** Provided data follows **
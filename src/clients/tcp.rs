use crate::bail;
use crate::clients::network::{Network, StreamSocket, TokioNetwork};
use crate::clients::stats::StatsBuilder;
use crate::clients::{wait, Exchanger};
use crate::dns::peek_header;
use crate::types::Protocol;
use crate::Error;
use crate::Message;
use crate::Result;
use async_trait::async_trait;
use log::{debug, warn};
use std::convert::TryFrom;
use std::io;
use std::net::SocketAddr;
use std::net::ToSocketAddrs;
use std::sync::Arc;
use std::time::Duration;
use tokio::time::Instant;
use tokio_util::sync::CancellationToken;

/// A TCP DNS Client.
///
/// Each exchange opens a new connection to the first server, writes the
/// query with a two byte length prefix, and reads length prefixed responses
/// until one with a matching id arrives.
///
/// # Example
///
/// ```rust,no_run
/// use dnsclient::clients::{Exchanger, TcpClient};
/// use dnsclient::Message;
/// use dnsclient::Type;
///
/// #[tokio::main]
/// async fn main() -> Result<(), dnsclient::Error> {
///     let query = Message::query(0xbeef, "bramp.net", Type::A)?;
///
///     let response = TcpClient::new("8.8.8.8:53")?
///        .exchange(&query)
///        .await?;
///
///     println!("{}", response);
///     Ok(())
/// }
/// ```
///
/// See <https://datatracker.ietf.org/doc/html/rfc1035#section-4.2.2>
pub struct TcpClient<N = TokioNetwork> {
    servers: Vec<SocketAddr>,
    network: Arc<N>,

    connect_timeout: Duration,
    timeout: Duration,
    cancel: CancellationToken,
}

impl TcpClient {
    /// Creates a new TcpClient bound to the specific servers.
    ///
    /// # Errors
    ///
    /// Fails if the servers can't be resolved to socket addresses, or there
    /// are none.
    pub fn new<A: ToSocketAddrs>(servers: A) -> Result<Self> {
        Self::new_with_network(servers, TokioNetwork::default())
    }
}

impl<N: Network> TcpClient<N> {
    /// Creates a new TcpClient that connects through `network`.
    pub fn new_with_network<A: ToSocketAddrs>(servers: A, network: N) -> Result<Self> {
        Ok(Self::from_parts(to_servers(servers)?, Arc::new(network)))
    }

    pub(crate) fn from_parts(servers: Vec<SocketAddr>, network: Arc<N>) -> Self {
        TcpClient {
            servers,
            network,

            connect_timeout: Duration::new(5, 0),
            timeout: Duration::new(5, 0),
            cancel: CancellationToken::new(),
        }
    }

    /// How long to wait for the connection to be established.
    pub fn with_connect_timeout(mut self, timeout: Duration) -> Self {
        self.connect_timeout = timeout;
        self
    }

    /// How long to wait for the response, once connected.
    pub fn with_timeout(mut self, timeout: Duration) -> Self {
        self.timeout = timeout;
        self
    }

    /// Ends any in-flight exchange with [`Error::Cancelled`] once `cancel` is
    /// cancelled.
    pub fn with_cancellation(mut self, cancel: CancellationToken) -> Self {
        self.cancel = cancel;
        self
    }

    /// Sends an already encoded query, and returns the response whose id is `id`.
    pub(crate) async fn exchange_bytes(&self, id: u16, req: &[u8]) -> Result<Message> {
        let server = self.servers[0];

        // Two byte length prefix followed by the message, sent as one write.
        let len = match u16::try_from(req.len()) {
            Ok(len) => len,
            Err(_) => bail!(Format, "query is too long for TCP ({} bytes)", req.len()),
        };
        let mut frame = Vec::with_capacity(2 + req.len());
        frame.extend_from_slice(&len.to_be_bytes());
        frame.extend_from_slice(req);

        let connect_deadline = Instant::now() + self.connect_timeout;
        let mut stream = wait(
            self.network.connect(server, self.connect_timeout),
            connect_deadline,
            &self.cancel,
        )
        .await?;

        let deadline = Instant::now() + self.timeout;
        let stats = StatsBuilder::start(req.len());

        debug!("sending {} byte query {:#06x} to {} over TCP", req.len(), id, server);
        wait(stream.write(&frame), deadline, &self.cancel).await?;

        loop {
            let prefix = self.read_exact(&mut stream, 2, deadline).await?;
            let len = u16::from_be_bytes([prefix[0], prefix[1]]);
            let buf = self.read_exact(&mut stream, len.into(), deadline).await?;

            match peek_header(&buf) {
                Some((resp_id, _)) if resp_id == id => {
                    let mut resp = Message::from_slice(&buf)?;
                    resp.stats = Some(stats.end(server, Protocol::Tcp, buf.len()));
                    return Ok(resp);
                }
                Some((resp_id, _)) => warn!(
                    "discarding TCP response from {} with id {:#06x}, expected {:#06x}",
                    server, resp_id, id
                ),
                None => bail!(Malformed, "{} byte TCP response is too short", buf.len()),
            }
        }
    }

    async fn read_exact(
        &self,
        stream: &mut N::Stream,
        count: usize,
        deadline: Instant,
    ) -> Result<Vec<u8>> {
        let buf = wait(stream.read(count), deadline, &self.cancel).await?;
        if buf.len() != count {
            return Err(Error::Transport(io::Error::new(
                io::ErrorKind::UnexpectedEof,
                format!("short read, wanted {} bytes got {}", count, buf.len()),
            )));
        }

        Ok(buf)
    }
}

#[async_trait]
impl<N: Network> Exchanger for TcpClient<N> {
    /// Sends the query [`Message`] to the first server via TCP and returns the result.
    async fn exchange(&self, query: &Message) -> Result<Message> {
        let req = query.to_vec()?;
        self.exchange_bytes(query.id, &req).await
    }
}

pub(crate) fn to_servers<A: ToSocketAddrs>(servers: A) -> Result<Vec<SocketAddr>> {
    let servers: Vec<SocketAddr> = servers.to_socket_addrs()?.collect();
    if servers.is_empty() {
        bail!(Format, "no server addresses given");
    }

    Ok(servers)
}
** End of Provided data **
Each entry above needs to be duplicated verbatim.

filename src/clients/tcp.rs
use crate::bail;
use crate::clients::network::{Network, StreamSocket, TokioNetwork};
use crate::clients::stats::StatsBuilder;
use crate::clients::{wait, Exchanger};
use crate::dns::peek_header;
use crate::types::Protocol;
use crate::Error;
use crate::Message;
use crate::Result;
use async_trait::async_trait;
use log::{debug, warn};
use std::convert::TryFrom;
use std::io;
use std::net::SocketAddr;
use std::net::ToSocketAddrs;
use std::sync::Arc;
use std::time::Duration;
use tokio::time::Instant;
use tokio_util::sync::CancellationToken;

/// A TCP DNS Client.
///
/// Each exchange opens a new connection to the first server, writes the
/// query with a two byte length prefix, and reads length prefixed responses
/// until one with a matching id arrives.
///
/// # Example
///
/// ```rust,no_run
/// use dnsclient::clients::{Exchanger, TcpClient};
/// use dnsclient::Message;
/// use dnsclient::Type;
///
/// #[tokio::main]
/// async fn main() -> Result<(), dnsclient::Error> {
///     let query = Message::query(0xbeef, "bramp.net", Type::A)?;
///
///     let response = TcpClient::new("8.8.8.8:53")?
///        .exchange(&query)
///        .await?;
///
///     println!("{}", response);
///     Ok(())
/// }
/// ```
///
/// See <https://datatracker.ietf.org/doc/html/rfc1035#section-4.2.2>
pub struct TcpClient<N = TokioNetwork> {
    servers: Vec<SocketAddr>,
    network: Arc<N>,

    connect_timeout: Duration,
    timeout: Duration,
    cancel: CancellationToken,
}

impl TcpClient {
    /// Creates a new TcpClient bound to the specific servers.
    ///
    /// # Errors
    ///
    /// Fails if the servers can't be resolved to socket addresses, or there
    /// are none.
    pub fn new<A: ToSocketAddrs>(servers: A) -> Result<Self> {
        Self::new_with_network(servers, TokioNetwork::default())
    }
}

impl<N: Network> TcpClient<N> {
    /// Creates a new TcpClient that connects through `network`.
    pub fn new_with_network<A: ToSocketAddrs>(servers: A, network: N) -> Result<Self> {
        Ok(Self::from_parts(to_servers(servers)?, Arc::new(network)))
    }

    pub(crate) fn from_parts(servers: Vec<SocketAddr>, network: Arc<N>) -> Self {
        TcpClient {
            servers,
            network,

            connect_timeout: Duration::new(5, 0),
            timeout: Duration::new(5, 0),
            cancel: CancellationToken::new(),
        }
    }

    /// How long to wait for the connection to be established.
    pub fn with_connect_timeout(mut self, timeout: Duration) -> Self {
        self.connect_timeout = timeout;
        self
    }

    /// How long to wait for the response, once connected.
    pub fn with_timeout(mut self, timeout: Duration) -> Self {
        self.timeout = timeout;
        self
    }

    /// Ends any in-flight exchange with [`Error::Cancelled`] once `cancel` is
    /// cancelled.
    pub fn with_cancellation(mut self, cancel: CancellationToken) -> Self {
        self.cancel = cancel;
        self
    }

    /// Sends an already encoded query, and returns the response whose id is `id`.
    pub(crate) async fn exchange_bytes(&self, id: u16, req: &[u8]) -> Result<Message> {
        let server = self.servers[0];

        // Two byte length prefix followed by the message, sent as one write.
        let len = match u16::try_from(req.len()) {
            Ok(len) => len,
            Err(_) => bail!(Format, "query is too long for TCP ({} bytes)", req.len()),
        };
        let mut frame = Vec::with_capacity(2 + req.len());
        frame.extend_from_slice(&len.to_be_bytes());
        frame.extend_from_slice(req);

        let connect_deadline = Instant::now() + self.connect_timeout;
        let mut stream = wait(
            self.network.connect(server, self.connect_timeout),
            connect_deadline,
            &self.cancel,
        )
        .await?;

        let deadline = Instant::now() + self.timeout;
        let stats = StatsBuilder::start(req.len());

        debug!("sending {} byte query {:#06x} to {} over TCP", req.len(), id, server);
        wait(stream.write(&frame), deadline, &self.cancel).await?;

        loop {
            let prefix = self.read_exact(&mut stream, 2, deadline).await?;
            let len = u16::from_be_bytes([prefix[0], prefix[1]]);
            let buf = self.read_exact(&mut stream, len.into(), deadline).await?;

            match peek_header(&buf) {
                Some((resp_id, _)) if resp_id == id => {
                    let mut resp = Message::from_slice(&buf)?;
                    resp.stats = Some(stats.end(server, Protocol::Tcp, buf.len()));
                    return Ok(resp);
                }
                Some((resp_id, _)) => warn!(
                    "discarding TCP response from {} with id {:#06x}, expected {:#06x}",
                    server, resp_id, id
                ),
                None => bail!(Malformed, "{} byte TCP response is too short", buf.len()),
            }
        }
    }

    async fn read_exact(
        &self,
        stream: &mut N::Stream,
        count: usize,
        deadline: Instant,
    ) -> Result<Vec<u8>> {
        let buf = wait(stream.read(count), deadline, &self.cancel).await?;
        if buf.len() != count {
            return Err(Error::Transport(io::Error::new(
                io::ErrorKind::UnexpectedEof,
                format!("short read, wanted {} bytes got {}", count, buf.len()),
            )));
        }

        Ok(buf)
    }
}

#[async_trait]
impl<N: Network> Exchanger for TcpClient<N> {
    /// Sends the query [`Message`] to the first server via TCP and returns the result.
    async fn exchange(&self, query: &Message) -> Result<Message> {
        let req = query.to_vec()?;
        self.exchange_bytes(query.id, &req).await
    }
}

pub(crate) fn to_servers<A: ToSocketAddrs>(servers: A) -> Result<Vec<SocketAddr>> {
    let servers: Vec<SocketAddr> = servers.to_socket_addrs()?.collect();
    if servers.is_empty() {
        bail!(Format, "no server addresses given");
    }

    Ok(servers)
}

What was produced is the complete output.